- Born: July 23, 1944 Erin, Ontario, Canada
- Died: March 19, 2007 (aged 62) Sudbury, Ontario, Canada
- Occupations: poet, translator, academic
- Writing career
- Period: 1970s-2000s
- Notable work: Humains paysages en temps de paix relative

= Robert Dickson (writer) =

Canadian poet, translator and academic

Robert Dickson (July 23, 1944 - March 19, 2007) was a Canadian poet, translator and academic.
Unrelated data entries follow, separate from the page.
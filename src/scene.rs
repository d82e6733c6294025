//! Canonical scene state: element lists, background configuration and
//! selection. Renderers and gesture controllers read this and propose
//! updates; nothing else mutates it.

use tracing::debug;

use crate::error::{StoryError, StoryResult};
use crate::model::{
    BackgroundSettings, CanvasSize, ElementId, ImageElement, ImageUpdate, TextElement, TextUpdate,
};

/// Draw order is fixed: background, then images in insertion order, then
/// texts in insertion order.
#[derive(Clone, Debug, serde::Serialize, serde::Deserialize)]
pub struct SceneState {
    canvas: CanvasSize,
    background: BackgroundSettings,
    background_src: Option<String>,
    images: Vec<ImageElement>,
    texts: Vec<TextElement>,
    #[serde(default)]
    selected_image: Option<ElementId>,
    #[serde(default)]
    selected_text: Option<ElementId>,
    next_id: u64,
}

impl Default for SceneState {
    fn default() -> Self {
        Self::new(CanvasSize::default())
    }
}

impl SceneState {
    pub fn new(canvas: CanvasSize) -> Self {
        Self {
            canvas,
            background: BackgroundSettings::default(),
            background_src: None,
            images: Vec::new(),
            texts: Vec::new(),
            selected_image: None,
            selected_text: None,
            next_id: 1,
        }
    }

    fn next_id(&mut self) -> ElementId {
        let id = ElementId(self.next_id);
        self.next_id += 1;
        id
    }

    pub fn canvas(&self) -> CanvasSize {
        self.canvas
    }

    pub fn set_canvas(&mut self, canvas: CanvasSize) {
        self.canvas = canvas;
    }

    pub fn background(&self) -> &BackgroundSettings {
        &self.background
    }

    pub fn set_background(&mut self, settings: BackgroundSettings) {
        self.background = settings;
    }

    pub fn background_src(&self) -> Option<&str> {
        self.background_src.as_deref()
    }

    pub fn set_background_src(&mut self, src: Option<String>) {
        self.background_src = src;
    }

    pub fn images(&self) -> &[ImageElement] {
        &self.images
    }

    pub fn texts(&self) -> &[TextElement] {
        &self.texts
    }

    /// Adds a text element with default properties, selects it and returns
    /// its id.
    pub fn add_text(&mut self) -> ElementId {
        let id = self.next_id();
        self.texts.push(TextElement::new(id, self.canvas));
        self.select_text(id);
        debug!(%id, "text element added");
        id
    }

    /// Adds an image element sized from its natural dimensions, selects it
    /// and returns its id.
    pub fn add_image(&mut self, src: impl Into<String>, natural: (u32, u32)) -> ElementId {
        let id = self.next_id();
        self.images
            .push(ImageElement::new(id, src, natural, self.canvas));
        self.select_image(id);
        debug!(%id, "image element added");
        id
    }

    pub fn text(&self, id: ElementId) -> Option<&TextElement> {
        self.texts.iter().find(|t| t.id == id)
    }

    pub fn image(&self, id: ElementId) -> Option<&ImageElement> {
        self.images.iter().find(|i| i.id == id)
    }

    /// Merges a partial update into a text element. The merged element must
    /// still validate, otherwise nothing is committed.
    pub fn update_text(&mut self, id: ElementId, update: &TextUpdate) -> StoryResult<()> {
        let el = self
            .texts
            .iter_mut()
            .find(|t| t.id == id)
            .ok_or_else(|| StoryError::validation(format!("no text element '{id}'")))?;
        let mut merged = el.clone();
        update.apply(&mut merged);
        merged.validate()?;
        *el = merged;
        Ok(())
    }

    pub fn update_image(&mut self, id: ElementId, update: &ImageUpdate) -> StoryResult<()> {
        let el = self
            .images
            .iter_mut()
            .find(|i| i.id == id)
            .ok_or_else(|| StoryError::validation(format!("no image element '{id}'")))?;
        let mut merged = el.clone();
        update.apply(&mut merged);
        merged.validate()?;
        *el = merged;
        Ok(())
    }

    /// Removes a text element; selection pointing at it is cleared.
    pub fn remove_text(&mut self, id: ElementId) {
        self.texts.retain(|t| t.id != id);
        if self.selected_text == Some(id) {
            self.selected_text = None;
        }
    }

    pub fn remove_image(&mut self, id: ElementId) {
        self.images.retain(|i| i.id != id);
        if self.selected_image == Some(id) {
            self.selected_image = None;
        }
    }

    /// Selecting a text element deselects any image, and vice versa.
    pub fn select_text(&mut self, id: ElementId) {
        self.selected_text = Some(id);
        self.selected_image = None;
    }

    pub fn select_image(&mut self, id: ElementId) {
        self.selected_image = Some(id);
        self.selected_text = None;
    }

    pub fn clear_selection(&mut self) {
        self.selected_text = None;
        self.selected_image = None;
    }

    pub fn selected_text(&self) -> Option<ElementId> {
        self.selected_text
    }

    pub fn selected_image(&self) -> Option<ElementId> {
        self.selected_image
    }
}
pub type StoryResult<T> = Result<T, StoryError>;

#[derive(thiserror::Error, Debug)]
pub enum StoryError {
    #[error("validation error: {0}")]
    Validation(String),

    #[error("render error: {0}")]
    Render(String),

    #[error("resource error: {0}")]
    Resource(String),

    #[error(transparent)]
    Other(#[from] anyhow::Error),
}

impl StoryError {
    pub fn validation(msg: impl Into<String>) -> Self {
        Self::Validation(msg.into())
    }

    pub fn render(msg: impl Into<String>) -> Self {
        Self::Render(msg.into())
    }

    pub fn resource(msg: impl Into<String>) -> Self {
        Self::Resource(msg.into())
    }
}

#[cfg(test)]
mod tests {
    use super::*;

    #[test]
    fn display_prefixes_are_stable() {
        assert!(
            StoryError::validation("x")
                .to_string()
                .contains("validation error:")
        );
        assert!(StoryError::render("x").to_string().contains("render error:"));
        assert!(
            StoryError::resource("x")
                .to_string()
                .contains("resource error:")
        );
    }

    #[test]
    fn other_preserves_source() {
        let base = std::io::Error::other("boom");
        let err = StoryError::Other(anyhow::Error::new(base));
        assert!(err.to_string().contains("boom"));
    }
}
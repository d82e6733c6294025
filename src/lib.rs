#![forbid(unsafe_code)]

pub mod background;
pub mod blur;
pub mod compositor;
pub mod effects;
pub mod error;
pub mod export;
pub mod frame;
pub mod geometry;
pub mod gesture;
pub mod model;
pub mod render;
pub mod resources;
pub mod scene;
pub mod schedule;
pub mod text;

pub use error::{StoryError, StoryResult};
pub use export::{ExportFormat, encode_frame};
pub use frame::Frame;
pub use gesture::{GestureController, GestureTuning, HandleDir, Pointer, Viewport};
pub use model::{
    BackgroundEffects, BackgroundMode, BackgroundSettings, BlurMode, CanvasSize, Color,
    CornerStyle, ElementId,
    ImageElement, ImageUpdate, NamedFilter, TextElement, TextUpdate,
};
pub use render::SceneRenderer;
pub use resources::ResourceStore;
pub use scene::SceneState;
pub use schedule::{RedrawScheduler, RedrawTicket};
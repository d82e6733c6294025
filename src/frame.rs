//! Premultiplied-RGBA8 pixel buffers and conversions.

use crate::error::{StoryError, StoryResult};

/// A rendered frame: straight (non-premultiplied) RGBA8, row-major.
#[derive(Clone, Debug, PartialEq, Eq)]
pub struct Frame {
    pub width: u32,
    pub height: u32,
    pub rgba8: Vec<u8>,
}

impl Frame {
    pub fn new(width: u32, height: u32, rgba8: Vec<u8>) -> StoryResult<Self> {
        let expected = width as usize * height as usize * 4;
        if rgba8.len() != expected {
            return Err(StoryError::render(format!(
                "frame buffer is {} bytes, expected {expected} for {width}x{height}",
                rgba8.len()
            )));
        }
        Ok(Self {
            width,
            height,
            rgba8,
        })
    }

    /// Converts a premultiplied buffer (as produced by the rasterizer) into a
    /// straight-alpha frame.
    pub fn from_premul(width: u32, height: u32, mut rgba8_premul: Vec<u8>) -> StoryResult<Self> {
        unpremultiply_rgba8_in_place(&mut rgba8_premul);
        Self::new(width, height, rgba8_premul)
    }

    pub fn pixel(&self, x: u32, y: u32) -> Option<[u8; 4]> {
        if x >= self.width || y >= self.height {
            return None;
        }
        let i = (y as usize * self.width as usize + x as usize) * 4;
        Some([
            self.rgba8[i],
            self.rgba8[i + 1],
            self.rgba8[i + 2],
            self.rgba8[i + 3],
        ])
    }
}

pub fn premultiply_rgba8_in_place(rgba: &mut [u8]) {
    for px in rgba.chunks_exact_mut(4) {
        let a = px[3] as u16;
        if a == 0 {
            px[0] = 0;
            px[1] = 0;
            px[2] = 0;
            continue;
        }
        if a == 255 {
            continue;
        }
        px[0] = ((px[0] as u16 * a + 127) / 255) as u8;
        px[1] = ((px[1] as u16 * a + 127) / 255) as u8;
        px[2] = ((px[2] as u16 * a + 127) / 255) as u8;
    }
}

pub fn unpremultiply_rgba8_in_place(rgba: &mut [u8]) {
    for px in rgba.chunks_exact_mut(4) {
        let a = px[3] as u16;
        if a == 0 || a == 255 {
            continue;
        }
        px[0] = ((px[0] as u16 * 255 + a / 2) / a).min(255) as u8;
        px[1] = ((px[1] as u16 * 255 + a / 2) / a).min(255) as u8;
        px[2] = ((px[2] as u16 * 255 + a / 2) / a).min(255) as u8;
    }
}
//! Decoded raster resources keyed by their source reference.
//!
//! The store never performs I/O: the embedding layer fetches bytes however it
//! likes and inserts them here. Every insert bumps a generation counter so
//! schedulers can tell a stale redraw from a current one.

use std::collections::HashMap;
use std::sync::Arc;

use anyhow::Context;
use tracing::debug;

use crate::error::{StoryError, StoryResult};
use crate::frame::premultiply_rgba8_in_place;

/// A decoded bitmap, premultiplied RGBA8.
#[derive(Clone, Debug)]
pub struct PreparedImage {
    pub width: u32,
    pub height: u32,
    pub rgba8_premul: Arc<Vec<u8>>,
}

pub fn decode_image(bytes: &[u8]) -> StoryResult<PreparedImage> {
    let dyn_img = image::load_from_memory(bytes).context("decode image from memory")?;
    let rgba = dyn_img.to_rgba8();
    let (width, height) = rgba.dimensions();

    let mut rgba8_premul = rgba.into_raw();
    premultiply_rgba8_in_place(&mut rgba8_premul);

    Ok(PreparedImage {
        width,
        height,
        rgba8_premul: Arc::new(rgba8_premul),
    })
}

#[derive(Default)]
pub struct ResourceStore {
    images: HashMap<String, PreparedImage>,
    paints: HashMap<String, vello_cpu::Image>,
    /// Per-source revision, bumped when a source's pixels are replaced.
    revisions: HashMap<String, u64>,
    generation: u64,
}

impl ResourceStore {
    pub fn new() -> Self {
        Self::default()
    }

    /// Decodes and stores encoded image bytes under `src`.
    pub fn insert_bytes(&mut self, src: &str, bytes: &[u8]) -> StoryResult<()> {
        let prepared = decode_image(bytes)?;
        self.insert_prepared(src, prepared);
        Ok(())
    }

    /// Stores an already-decoded straight RGBA8 buffer under `src`.
    pub fn insert_rgba8(
        &mut self,
        src: &str,
        width: u32,
        height: u32,
        mut rgba8: Vec<u8>,
    ) -> StoryResult<()> {
        if rgba8.len() != width as usize * height as usize * 4 {
            return Err(StoryError::resource(format!(
                "resource '{src}': buffer does not match {width}x{height}"
            )));
        }
        premultiply_rgba8_in_place(&mut rgba8);
        self.insert_prepared(
            src,
            PreparedImage {
                width,
                height,
                rgba8_premul: Arc::new(rgba8),
            },
        );
        Ok(())
    }

    fn insert_prepared(&mut self, src: &str, prepared: PreparedImage) {
        debug!(src, width = prepared.width, height = prepared.height, "resource inserted");
        self.images.insert(src.to_string(), prepared);
        self.paints.remove(src);
        self.generation += 1;
        self.revisions.insert(src.to_string(), self.generation);
    }

    pub fn remove(&mut self, src: &str) {
        if self.images.remove(src).is_some() {
            self.paints.remove(src);
            self.generation += 1;
        }
    }

    /// Revision of the pixels currently stored under `src`, 0 when absent.
    /// Derived caches key on this so replacing a source's bytes invalidates
    /// everything baked from the old pixels.
    pub fn revision(&self, src: &str) -> u64 {
        self.revisions.get(src).copied().unwrap_or(0)
    }

    pub fn contains(&self, src: &str) -> bool {
        self.images.contains_key(src)
    }

    pub fn get(&self, src: &str) -> Option<&PreparedImage> {
        self.images.get(src)
    }

    /// Monotonic counter, bumped on every insert/remove.
    pub fn generation(&self) -> u64 {
        self.generation
    }

    /// Image paint for the rasterizer, built lazily and cached per source.
    pub fn paint_for(&mut self, src: &str) -> StoryResult<Option<vello_cpu::Image>> {
        if let Some(paint) = self.paints.get(src) {
            return Ok(Some(paint.clone()));
        }
        let Some(img) = self.images.get(src) else {
            return Ok(None);
        };
        let pixmap = crate::compositor::image_premul_bytes_to_pixmap(
            img.rgba8_premul.as_slice(),
            img.width,
            img.height,
        )?;
        let paint = crate::compositor::image_paint(pixmap);
        self.paints.insert(src.to_string(), paint.clone());
        Ok(Some(paint))
    }
}

#[cfg(test)]
mod tests {
    use std::io::Cursor;

    use super::*;

    fn png_bytes(rgba: [u8; 4]) -> Vec<u8> {
        let img = image::RgbaImage::from_raw(1, 1, rgba.to_vec()).unwrap();
        let mut buf = Vec::new();
        image::DynamicImage::ImageRgba8(img)
            .write_to(&mut Cursor::new(&mut buf), image::ImageFormat::Png)
            .unwrap();
        buf
    }

    #[test]
    fn decode_premultiplies() {
        let prepared = decode_image(&png_bytes([100, 50, 200, 128])).unwrap();
        assert_eq!((prepared.width, prepared.height), (1, 1));
        assert_eq!(
            prepared.rgba8_premul.as_slice(),
            &[
                ((100u16 * 128 + 127) / 255) as u8,
                ((50u16 * 128 + 127) / 255) as u8,
                ((200u16 * 128 + 127) / 255) as u8,
                128
            ]
        );
    }

    #[test]
    fn generation_bumps_on_insert_and_remove() {
        let mut store = ResourceStore::new();
        assert_eq!(store.generation(), 0);
        assert_eq!(store.revision("a"), 0);
        store.insert_rgba8("a", 1, 1, vec![1, 2, 3, 255]).unwrap();
        assert_eq!(store.generation(), 1);
        assert_eq!(store.revision("a"), 1);
        assert!(store.contains("a"));
        // Replacing the pixels moves the revision forward.
        store.insert_rgba8("a", 1, 1, vec![9, 9, 9, 255]).unwrap();
        assert_eq!(store.revision("a"), 2);
        store.remove("a");
        assert_eq!(store.generation(), 3);
        // Removing a missing key is a no-op.
        store.remove("a");
        assert_eq!(store.generation(), 3);
    }

    #[test]
    fn insert_rgba8_checks_dimensions() {
        let mut store = ResourceStore::new();
        assert!(store.insert_rgba8("a", 2, 2, vec![0; 8]).is_err());
    }

    #[test]
    fn paint_is_cached_until_reinsert() {
        let mut store = ResourceStore::new();
        store
            .insert_rgba8("a", 1, 1, vec![10, 20, 30, 255])
            .unwrap();
        assert!(store.paint_for("a").unwrap().is_some());
        assert!(store.paint_for("missing").unwrap().is_none());
    }
}
//! Draw routines on top of `vello_cpu::RenderContext`.
//!
//! Everything here draws into the context the caller owns; caches and scene
//! traversal live in [`crate::render`]. Processed image paints arrive already
//! baked at element size with mirroring applied, so element transforms never
//! re-apply mirror flags and paint pixels line up 1:1 with local coordinates.

use kurbo::PathEl;

use crate::background::PlacedRect;
use crate::error::{StoryError, StoryResult};
use crate::geometry;
use crate::model::{Color, ImageElement, TextElement};
use crate::text::{self, FontLibrary, TextBrush};

pub fn color_to_cpu(c: Color) -> vello_cpu::peniko::Color {
    vello_cpu::peniko::Color::from_rgba8(c.r, c.g, c.b, c.a)
}

pub fn affine_to_cpu(a: kurbo::Affine) -> vello_cpu::kurbo::Affine {
    vello_cpu::kurbo::Affine::new(a.as_coeffs())
}

pub fn bezpath_to_cpu(path: &kurbo::BezPath) -> vello_cpu::kurbo::BezPath {
    let point = |p: kurbo::Point| vello_cpu::kurbo::Point::new(p.x, p.y);
    let mut out = vello_cpu::kurbo::BezPath::new();
    for el in path.elements() {
        match *el {
            PathEl::MoveTo(p) => out.move_to(point(p)),
            PathEl::LineTo(p) => out.line_to(point(p)),
            PathEl::QuadTo(p1, p2) => out.quad_to(point(p1), point(p2)),
            PathEl::CurveTo(p1, p2, p3) => out.curve_to(point(p1), point(p2), point(p3)),
            PathEl::ClosePath => out.close_path(),
        }
    }
    out
}

pub fn image_premul_bytes_to_pixmap(
    rgba8_premul: &[u8],
    width: u32,
    height: u32,
) -> StoryResult<vello_cpu::Pixmap> {
    let w: u16 = width
        .try_into()
        .map_err(|_| StoryError::render("image width exceeds u16"))?;
    let h: u16 = height
        .try_into()
        .map_err(|_| StoryError::render("image height exceeds u16"))?;
    if rgba8_premul.len() != width as usize * height as usize * 4 {
        return Err(StoryError::render("image byte length mismatch"));
    }

    let mut may_have_opacities = false;
    let mut pixels = Vec::with_capacity(width as usize * height as usize);
    for px in rgba8_premul.chunks_exact(4) {
        let a = px[3];
        may_have_opacities |= a != 255;
        pixels.push(vello_cpu::peniko::color::PremulRgba8 {
            r: px[0],
            g: px[1],
            b: px[2],
            a,
        });
    }
    Ok(vello_cpu::Pixmap::from_parts_with_opacity(
        pixels,
        w,
        h,
        may_have_opacities,
    ))
}

pub fn image_paint(pixmap: vello_cpu::Pixmap) -> vello_cpu::Image {
    vello_cpu::Image {
        image: vello_cpu::ImageSource::Pixmap(std::sync::Arc::new(pixmap)),
        sampler: vello_cpu::peniko::ImageSampler::default(),
    }
}

pub fn image_paint_size(image: &vello_cpu::Image) -> StoryResult<(f64, f64)> {
    match &image.image {
        vello_cpu::ImageSource::Pixmap(p) => Ok((f64::from(p.width()), f64::from(p.height()))),
        vello_cpu::ImageSource::OpaqueId(_) => {
            Err(StoryError::render("opaque image ids are not supported"))
        }
    }
}

/// Fills the whole target with a solid color.
pub fn fill_canvas(ctx: &mut vello_cpu::RenderContext, width: u32, height: u32, color: Color) {
    ctx.set_transform(vello_cpu::kurbo::Affine::IDENTITY);
    ctx.set_paint(color_to_cpu(color));
    ctx.fill_rect(&vello_cpu::kurbo::Rect::new(
        0.0,
        0.0,
        f64::from(width),
        f64::from(height),
    ));
}

/// Draws an image paint into a destination rectangle, scaling from its
/// natural size. Degenerate sources or destinations are skipped.
pub fn draw_image_rect(
    ctx: &mut vello_cpu::RenderContext,
    paint: vello_cpu::Image,
    dest: PlacedRect,
) -> StoryResult<()> {
    let (nw, nh) = image_paint_size(&paint)?;
    if nw <= 0.0 || nh <= 0.0 || dest.width <= 0.0 || dest.height <= 0.0 {
        return Ok(());
    }
    let transform = kurbo::Affine::translate((dest.x, dest.y))
        * kurbo::Affine::scale_non_uniform(dest.width / nw, dest.height / nh);
    ctx.set_transform(affine_to_cpu(transform));
    ctx.set_paint(paint);
    ctx.fill_rect(&vello_cpu::kurbo::Rect::new(0.0, 0.0, nw, nh));
    Ok(())
}

/// Draws a processed element image, clipped to its corner shape, then its
/// outline ring. `paint` must already be baked at element size.
pub fn draw_image_element(
    ctx: &mut vello_cpu::RenderContext,
    el: &ImageElement,
    paint: vello_cpu::Image,
) {
    // Mirror is baked into the paint, never into the placement.
    let transform = geometry::element_transform(
        el.x,
        el.y,
        el.width,
        el.height,
        el.rotation,
        false,
        false,
    );
    ctx.set_transform(affine_to_cpu(transform));
    ctx.set_paint(paint);
    let clip = geometry::clip_path(el.corner_style, el.border_radius, el.width, el.height);
    ctx.fill_path(&bezpath_to_cpu(&clip));

    if el.outline_width > 0.0 {
        let ring = geometry::ring_path(
            el.corner_style,
            el.border_radius,
            el.width,
            el.height,
            el.outline_width,
        );
        ctx.set_paint(color_to_cpu(el.outline_color));
        ctx.fill_path(&bezpath_to_cpu(&ring));
    }
}

/// Outline stamping directions: eight compass offsets around each glyph run.
const OUTLINE_STAMPS: usize = 8;

/// Wraps and draws a text element. Returns `false` without drawing when the
/// font family is not registered.
pub fn draw_text_element(
    ctx: &mut vello_cpu::RenderContext,
    el: &TextElement,
    fonts: &mut FontLibrary,
) -> bool {
    if el.text.is_empty() {
        return true;
    }
    let Some(font) = fonts.font_data(&el.font_family).cloned() else {
        return false;
    };

    let max_width = text::wrap_width(el.size);
    let lines = text::wrap_lines(
        &el.text,
        &el.font_family,
        el.font_size,
        max_width,
        el.break_words,
        fonts,
    );

    let base = kurbo::Affine::translate((el.x, el.y)) * kurbo::Affine::rotate(el.rotation.to_radians());
    let brush = TextBrush {
        r: el.color.r,
        g: el.color.g,
        b: el.color.b,
        a: el.color.a,
    };

    let count = lines.len();
    for (i, line) in lines.iter().enumerate() {
        if line.is_empty() {
            continue;
        }
        let Some(layout) = fonts.layout_line(line, &el.font_family, el.font_size as f32, brush)
        else {
            continue;
        };
        let w = f64::from(layout.width());
        let h = f64::from(layout.height());
        let dy = text::line_center_offset(el.font_size, i, count);
        let place = base * kurbo::Affine::translate((-w / 2.0, dy - h / 2.0));

        if el.outline_width > 0.0 {
            let r = el.outline_width / 2.0;
            for k in 0..OUTLINE_STAMPS {
                let a = k as f64 * std::f64::consts::TAU / OUTLINE_STAMPS as f64;
                let offset = place * kurbo::Affine::translate((a.cos() * r, a.sin() * r));
                draw_layout_glyphs(ctx, &layout, &font, el.outline_color, offset);
            }
        }
        draw_layout_glyphs(ctx, &layout, &font, el.color, place);
    }
    true
}

fn draw_layout_glyphs(
    ctx: &mut vello_cpu::RenderContext,
    layout: &parley::Layout<TextBrush>,
    font: &vello_cpu::peniko::FontData,
    color: Color,
    transform: kurbo::Affine,
) {
    ctx.set_transform(affine_to_cpu(transform));
    ctx.set_paint(color_to_cpu(color));
    for line in layout.lines() {
        for item in line.items() {
            let parley::layout::PositionedLayoutItem::GlyphRun(run) = item else {
                continue;
            };
            let glyphs = run.glyphs().map(|g| vello_cpu::Glyph {
                id: g.id,
                x: g.x,
                y: g.y,
            });
            ctx.glyph_run(font)
                .font_size(run.run().font_size())
                .fill_glyphs(glyphs);
        }
    }
}
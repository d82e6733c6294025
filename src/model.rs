use crate::error::{StoryError, StoryResult};

/// Default logical canvas size (9:16 story format).
pub const DEFAULT_CANVAS_WIDTH: u32 = 1080;
pub const DEFAULT_CANVAS_HEIGHT: u32 = 1920;

/// Logical canvas dimensions. All element geometry is expressed in this
/// coordinate space, independent of on-screen display size.
#[derive(Clone, Copy, Debug, PartialEq, Eq, serde::Serialize, serde::Deserialize)]
pub struct CanvasSize {
    pub width: u32,
    pub height: u32,
}

impl Default for CanvasSize {
    fn default() -> Self {
        Self {
            width: DEFAULT_CANVAS_WIDTH,
            height: DEFAULT_CANVAS_HEIGHT,
        }
    }
}

impl CanvasSize {
    pub fn new(width: u32, height: u32) -> StoryResult<Self> {
        if width == 0 || height == 0 {
            return Err(StoryError::validation("canvas width/height must be > 0"));
        }
        Ok(Self { width, height })
    }

    pub fn aspect(self) -> f64 {
        f64::from(self.width) / f64::from(self.height)
    }
}

/// Straight (non-premultiplied) RGBA8 color. Serializes as `#rrggbb` or
/// `#rrggbbaa` hex.
#[derive(Clone, Copy, Debug, PartialEq, Eq, Hash)]
pub struct Color {
    pub r: u8,
    pub g: u8,
    pub b: u8,
    pub a: u8,
}

impl Color {
    pub const BLACK: Color = Color::rgb(0, 0, 0);
    pub const WHITE: Color = Color::rgb(255, 255, 255);

    pub const fn rgb(r: u8, g: u8, b: u8) -> Self {
        Self { r, g, b, a: 255 }
    }

    pub fn from_hex(s: &str) -> StoryResult<Self> {
        let hex = s.strip_prefix('#').unwrap_or(s);
        let parse = |h: &str| {
            u8::from_str_radix(h, 16)
                .map_err(|_| StoryError::validation(format!("invalid hex color '{s}'")))
        };
        match hex.len() {
            6 => Ok(Self {
                r: parse(&hex[0..2])?,
                g: parse(&hex[2..4])?,
                b: parse(&hex[4..6])?,
                a: 255,
            }),
            8 => Ok(Self {
                r: parse(&hex[0..2])?,
                g: parse(&hex[2..4])?,
                b: parse(&hex[4..6])?,
                a: parse(&hex[6..8])?,
            }),
            _ => Err(StoryError::validation(format!(
                "hex color '{s}' must be #rrggbb or #rrggbbaa"
            ))),
        }
    }

    pub fn to_hex(self) -> String {
        if self.a == 255 {
            format!("#{:02x}{:02x}{:02x}", self.r, self.g, self.b)
        } else {
            format!("#{:02x}{:02x}{:02x}{:02x}", self.r, self.g, self.b, self.a)
        }
    }
}

impl serde::Serialize for Color {
    fn serialize<S: serde::Serializer>(&self, serializer: S) -> Result<S::Ok, S::Error> {
        serializer.serialize_str(&self.to_hex())
    }
}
Born and raised in Erin, Ontario, he spent much of his life and career living in Sudbury.

He studied French language and literature at the University of Toronto and Université Laval, receiving his doctorate in 1972, and spent his academic career as a professor for the Department of French Studies and Translation at Laurentian University in Sudbury. He won the Governor General's Award for French language poetry in 2002, for his book Humains paysages en temps de paix relative (ISBN 978-2894231449).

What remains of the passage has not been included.